**Input data:**
--------------------------------

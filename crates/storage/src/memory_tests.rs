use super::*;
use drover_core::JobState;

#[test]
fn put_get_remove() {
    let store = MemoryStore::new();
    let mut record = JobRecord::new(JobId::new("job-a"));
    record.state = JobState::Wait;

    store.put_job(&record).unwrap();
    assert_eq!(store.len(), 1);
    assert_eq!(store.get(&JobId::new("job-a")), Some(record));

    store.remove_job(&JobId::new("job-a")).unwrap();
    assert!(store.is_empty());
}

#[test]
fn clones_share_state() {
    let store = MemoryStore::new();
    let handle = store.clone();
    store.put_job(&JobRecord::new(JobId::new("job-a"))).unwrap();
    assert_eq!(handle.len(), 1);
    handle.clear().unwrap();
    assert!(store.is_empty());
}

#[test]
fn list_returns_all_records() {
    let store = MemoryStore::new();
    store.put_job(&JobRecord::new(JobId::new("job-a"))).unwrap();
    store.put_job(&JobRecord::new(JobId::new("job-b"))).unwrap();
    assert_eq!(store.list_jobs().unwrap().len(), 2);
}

--------------------------------

**Task instructions:**
Only a number is wanted: how many lines above include "unwrap"?

**Exercise result:**
7